I'm a little late in posting this time.  Life is, as always, hectic, but we are approaching day camp season as well as finishing softball and soccer and girl scouts and school, so it's a bit chaotic to say the least.  So, updates.....I'm at a total lost of 71lb as of this morning.  I did get cleared for the next stage which means I got to add cooked veggies, ground meat, lunch meat, beans, and canned fruit to my diet.  My slightly tweaked meatloaf, leftover, with a tiny scoop of cottage cheese?  SOOO good!  And hubby fixed me some chicken with red onion and cheese and a little sugar-free BBQ.  Delicious!  But, I'll tell you what, you never really really know what your food weakness is until you have a very limited selection to choose from and it's not on the list.  I think about it all the time, I just want chips and salsa.  Eventually, i will get there.  It won't look the same as a simple bag of tortillas and some salsa from a jar, but it will be epic.  Protein or chicken chips and homemade salsa (no sugar).  Oh!  you have no idea!

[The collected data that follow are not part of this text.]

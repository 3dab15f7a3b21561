//! Command-line interface module for sortfolder.
//!
//! This module handles:
//! - Argument parsing
//! - Acquiring and validating the target directory, interactively if needed
//! - Loading the exclusion configuration
//! - Running the organizer and reporting the result

use crate::config::FilterConfig;
use crate::file_category::ExtensionIndex;
use crate::file_organizer::{OrganizeError, Organizer, RunReport};
use crate::output::{ConsoleObserver, OutputFormatter};
use anyhow::Context;
use clap::Parser;
use dialoguer::Input;
use dialoguer::theme::ColorfulTheme;
use log::debug;
use std::io::{self, BufRead, IsTerminal};
use std::path::{Path, PathBuf};
use std::process::ExitCode;
use thiserror::Error;

/// Input that ends the program from the path prompt.
pub const EXIT_SENTINEL: &str = "EXIT";

const PROMPT: &str = "Enter the full path to your target folder (Type 'EXIT' to close the program)";

#[derive(Debug, Parser)]
#[command(name = "sortfolder")]
#[command(about = "Sort the files of a directory into category folders by extension")]
#[command(version)]
pub struct Args {
    /// Directory to organize. Prompted for when omitted.
    pub path: Option<PathBuf>,

    /// Exclusion rules file (defaults to .sortfolder.toml or ~/.config/sortfolder/config.toml)
    #[arg(short, long)]
    pub config: Option<PathBuf>,

    /// Show debug diagnostics
    #[arg(short, long)]
    pub verbose: bool,
}

/// Reasons a target path is rejected.
#[derive(Debug, Error)]
pub enum InputError {
    #[error("Input cannot be empty.")]
    Empty,
    #[error("The specified path does not exist: {}", .0.display())]
    NotFound(PathBuf),
    #[error("The specified path exists but is not a directory or folder: {}", .0.display())]
    NotADirectory(PathBuf),
    #[error("Could not access {}: {source}", path.display())]
    Io {
        path: PathBuf,
        #[source]
        source: io::Error,
    },
}

/// A parsed answer to the path prompt.
#[derive(Debug, Clone, PartialEq, Eq)]
pub enum PromptAnswer {
    Exit,
    Target(PathBuf),
}

/// Interprets one line typed at the path prompt.
///
/// The line is trimmed. `EXIT` in any case quits; anything else must name an
/// existing directory and is returned canonicalized.
pub fn parse_prompt_input(input: &str) -> Result<PromptAnswer, InputError> {
    let input = input.trim();
    if input.eq_ignore_ascii_case(EXIT_SENTINEL) {
        return Ok(PromptAnswer::Exit);
    }
    if input.is_empty() {
        return Err(InputError::Empty);
    }
    validate_target(Path::new(input)).map(PromptAnswer::Target)
}

/// Resolves `path` to an absolute, existing directory.
///
/// A leading `~` is expanded to the home directory.
pub fn validate_target(path: &Path) -> Result<PathBuf, InputError> {
    let expanded = expand_home(path);
    let resolved = expanded.canonicalize().map_err(|source| {
        if source.kind() == io::ErrorKind::NotFound {
            InputError::NotFound(expanded.clone())
        } else {
            InputError::Io {
                path: expanded.clone(),
                source,
            }
        }
    })?;

    if !resolved.is_dir() {
        return Err(InputError::NotADirectory(resolved));
    }
    Ok(resolved)
}

fn expand_home(path: &Path) -> PathBuf {
    let Ok(rest) = path.strip_prefix("~") else {
        return path.to_path_buf();
    };
    match std::env::var_os("HOME") {
        Some(home) => PathBuf::from(home).join(rest),
        None => path.to_path_buf(),
    }
}

/// Prompts until the user names a directory or types the exit sentinel.
///
/// Uses an interactive prompt on a terminal and plain line reading when
/// stdin is piped.
pub fn prompt_for_target() -> anyhow::Result<PromptAnswer> {
    let stdin = io::stdin();
    if stdin.is_terminal() {
        prompt_interactive()
    } else {
        debug!("stdin is not a terminal, reading the target path line by line");
        read_target_from(stdin.lock())
    }
}

fn prompt_interactive() -> anyhow::Result<PromptAnswer> {
    let theme = ColorfulTheme::default();
    loop {
        let line: String = Input::with_theme(&theme)
            .with_prompt(PROMPT)
            .allow_empty(true)
            .interact_text()
            .context("Failed to read the target path")?;

        match parse_prompt_input(&line) {
            Ok(answer) => return Ok(answer),
            Err(e) => OutputFormatter::error(&format!("{} Please try again.", e)),
        }
    }
}

/// Reads answers from `reader` one line at a time until one is accepted.
///
/// Running out of input before that is an error.
pub fn read_target_from<R: BufRead>(reader: R) -> anyhow::Result<PromptAnswer> {
    let mut lines = reader.lines();
    loop {
        println!("{}:", PROMPT);
        let Some(line) = lines.next() else {
            anyhow::bail!("Input ended before a target folder was given");
        };
        let line = line.context("Failed to read the target path")?;

        match parse_prompt_input(&line) {
            Ok(answer) => return Ok(answer),
            Err(e) => OutputFormatter::error(&format!("{} Please try again.", e)),
        }
    }
}

/// Runs the application for parsed arguments.
///
/// Configuration problems and an invalid `PATH` argument are returned as
/// errors before the filesystem is touched.
pub fn run_cli(args: Args) -> anyhow::Result<ExitCode> {
    let config = FilterConfig::load(args.config.as_deref())?;
    let filters = config.compile()?;

    let target = match args.path {
        Some(path) => validate_target(&path)?,
        None => match prompt_for_target()? {
            PromptAnswer::Exit => {
                println!("Exiting the program.");
                return Ok(ExitCode::SUCCESS);
            }
            PromptAnswer::Target(path) => path,
        },
    };
    debug!("Target directory: {}", target.display());

    let organizer = Organizer::with_filters(ExtensionIndex::default(), filters);
    match organize_directory(&organizer, &target) {
        Ok(_) => Ok(ExitCode::SUCCESS),
        Err(e) if e.is_precondition() => {
            OutputFormatter::error(&e.to_string());
            Ok(ExitCode::FAILURE)
        }
        Err(e) => Err(e.into()),
    }
}

/// Prepares the output folders under `root`, organizes it and prints the
/// per-file lines, a summary and the completion message.
pub fn organize_directory(
    organizer: &Organizer,
    root: &Path,
) -> Result<RunReport, OrganizeError> {
    OutputFormatter::info(&format!("Organizing contents of: {}", root.display()));

    organizer.prepare(root)?;

    let mut observer = ConsoleObserver::new();
    let report = organizer.run_with(root, &mut observer)?;
    observer.finish();

    if !report.moved.is_empty() {
        OutputFormatter::summary_table(&report.counts_by_folder(), report.moved.len());
    }
    if !report.excluded.is_empty() {
        OutputFormatter::info(&format!(
            "{} files left in place by exclusion rules.",
            report.excluded.len()
        ));
    }
    if !report.is_complete_success() {
        OutputFormatter::warning(&format!(
            "{} files could not be organized. Please review errors above.",
            report.failed.len()
        ));
    }

    OutputFormatter::success("Organization complete.");
    Ok(report)
}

Other than the menu, the other thing of note.  Pain management.  With bariatric surgery, you can't have NSAIDs, at least for the first several months.  So, guess what all of my friends of a similar age or more?  No Motrin.  None.  Zip. Nada.  So, what does one do when you're only 3 weeks post-op and you suddenly find yourself sporting a pinched nerve in your shoulder?  Well, let me tell you.  Heat, ice, showers, stretching, topical creams, massage gun, and tens machine.......do exactly NOTHING.  I endured for almost a week before i took myself over to Patient First.  X-ray showed nothing.  They gave me a muscle relaxer and a steroid.  I called the on-call doctor at my surgeon's office, because of course why would i take care of anything during normal business hours, and was forbidden to take the steroids (possible ulcers) and they said to try the muscle relaxers.  Well, broken up pills......still too big to dissolve in my stomach before heading out of the range of usefulness.  I woke up at midnight with my arm throbbing and jumping around.  I freaked out and took myself over the ER, because surely something is really wrong and they can do something, right?  Yeah....no.  The doctor......who took his sweet time to see me......decided to do an EKG even though I told him, this isn't my heart.  I know heart pain.  I've had heart pain.  I've got the surgical scars to prove it.  But why would he believe the patient?  So, guess who's EKG is perfect?  smh.  Then they did another Xray.  Nothing there, duh.  Told him that too.  He said he'd given me muscle relaxers and a strong pain med and I'd want to follow up with ortho and they could get an MRI if they wanted.  I asked why he couldn't do it........apparently they didn't see a need.  really?  fine.  so, home i go........now with another bottle of the SAME muscle relaxer.  My Genius hubby is like "this is going to be foul, but do it".  He crushed those pills to powder and i knocked it back.  Total game changer.  about two hours later, i noticed that i hadn't even noticed i wasn't in pain anymore.  Went ahead and took another dose that night and I'm happy to report, I'm as good as new and back t the crazy pace again with TWO good arms!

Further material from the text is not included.